| RECORDS FOR THE EXERCISE |
= = = = = = =

/// `streaming_search` and `batch_operations` tools: paginated retrieval and
/// bounded-concurrency bulk writes.
///
/// Grounded on `tools/streaming_tools.py` and `streaming/engine.py`.
use std::collections::HashMap;
use std::sync::Arc;

use async_trait::async_trait;
use serde_json::Value;

use crate::client::VerisClient;
use crate::config::ToolConfig;
use crate::error::ToolError;
use crate::protocol::schemas::{ToolDescriptor, ToolParameter, ToolResult};
use crate::streaming::StreamingEngine;
use crate::tools::base::{build_descriptor, Tool};

pub struct StreamingSearchTool {
    client: Arc<VerisClient>,
    engine: Arc<StreamingEngine>,
    config: ToolConfig,
}

impl StreamingSearchTool {
    pub fn new(client: Arc<VerisClient>, engine: Arc<StreamingEngine>, config: ToolConfig) -> Self {
        Self { client, engine, config }
    }
}

#[async_trait]
impl Tool for StreamingSearchTool {
    fn descriptor(&self) -> ToolDescriptor {
        let mut properties = HashMap::new();
        properties.insert("query".to_string(), ToolParameter::new("string", "Search query"));
        properties.insert("type".to_string(), ToolParameter::new("string", "Filter by context type"));
        properties.insert(
            "chunk_size".to_string(),
            ToolParameter::new("integer", "Results per page").with_default(Value::from(100)).with_bounds(Some(1.0), Some(1000.0)),
        );
        build_descriptor(
            "streaming_search",
            "Search stored context, paginating through results",
            properties,
            vec!["query".to_string()],
        )
    }

    async fn execute(&self, arguments: Value) -> Result<ToolResult, ToolError> {
        if !self.config.enabled {
            return Err(ToolError::new("streaming_search is disabled", "tool_disabled"));
        }
        let query = arguments.get("query").and_then(Value::as_str).unwrap_or("").to_string();
        let context_type = arguments.get("type").and_then(Value::as_str).map(str::to_string);
        let chunk_size = arguments.get("chunk_size").and_then(Value::as_u64).map(|v| v as u32);

        let client = Arc::clone(&self.client);
        let chunks = self
            .engine
            .stream_search_results(chunk_size, move |offset, size| {
                let client = Arc::clone(&client);
                let query = query.clone();
                let context_type = context_type.clone();
                async move {
                    let response = client
                        .retrieve_context(&query, size, context_type.as_deref(), None)
                        .await?;
                    let items = response
                        .get("results")
                        .and_then(Value::as_array)
                        .cloned()
                        .unwrap_or_default();
                    let page: Vec<Value> = items.into_iter().skip(offset as usize).take(size as usize).collect();
                    Ok(page)
                }
            })
            .await
            .map_err(|err| ToolError::from_client_error(&err))?;

        Ok(ToolResult::success(
            format!("Streamed {} page(s)", chunks.len()),
            Some(serde_json::to_value(&chunks).unwrap_or_default()),
            None,
        ))
    }
}

pub struct BatchOperationsTool {
    client: Arc<VerisClient>,
    engine: Arc<StreamingEngine>,
    config: ToolConfig,
}

impl BatchOperationsTool {
    pub fn new(client: Arc<VerisClient>, engine: Arc<StreamingEngine>, config: ToolConfig) -> Self {
        Self { client, engine, config }
    }
}

#[async_trait]
impl Tool for BatchOperationsTool {
    fn descriptor(&self) -> ToolDescriptor {
        let mut properties = HashMap::new();
        properties.insert(
            "operation".to_string(),
            ToolParameter::new("string", "Batch operation to perform").with_enum(vec!["store".to_string(), "update".to_string()]),
        );
        properties.insert("items".to_string(), ToolParameter::new("array", "Items to process"));
        properties.insert(
            "concurrency".to_string(),
            ToolParameter::new("integer", "Maximum concurrent items").with_default(Value::from(10)).with_bounds(Some(1.0), Some(100.0)),
        );
        build_descriptor(
            "batch_operations",
            "Store or update many context entries concurrently",
            properties,
            vec!["operation".to_string(), "items".to_string()],
        )
    }

    async fn execute(&self, arguments: Value) -> Result<ToolResult, ToolError> {
        if !self.config.enabled {
            return Err(ToolError::new("batch_operations is disabled", "tool_disabled"));
        }
        let operation = arguments
            .get("operation")
            .and_then(Value::as_str)
            .ok_or_else(|| ToolError::validation("Missing required parameter: operation"))?
            .to_string();
        let items = arguments
            .get("items")
            .and_then(Value::as_array)
            .ok_or_else(|| ToolError::validation("Missing required parameter: items"))?
            .clone();
        let concurrency = arguments.get("concurrency").and_then(Value::as_u64).unwrap_or(10) as usize;

        let client = Arc::clone(&self.client);
        let result = self
            .engine
            .run_batch(items, concurrency, move |_index, item| {
                let client = Arc::clone(&client);
                let operation = operation.clone();
                async move {
                    let content = item.get("content").cloned().unwrap_or(Value::Null);
                    let context_type = item.get("type").and_then(Value::as_str).unwrap_or("log");
                    let metadata = item.get("metadata").cloned().unwrap_or_else(|| serde_json::json!({ "batch_operation": operation }));
                    client.store_context(context_type, content, metadata).await
                }
            })
            .await;

        Ok(ToolResult::success(
            format!("Batch completed: {} succeeded, {} failed", result.succeeded, result.failed),
            Some(serde_json::to_value(&result).unwrap_or_default()),
            None,
        ))
    }
}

= = = = = = =

| WHAT THE TASK ASKS |
Lines holding the word "Some" in the records above: how many are there? Answer with the number only.

| WRITTEN ANSWER |
4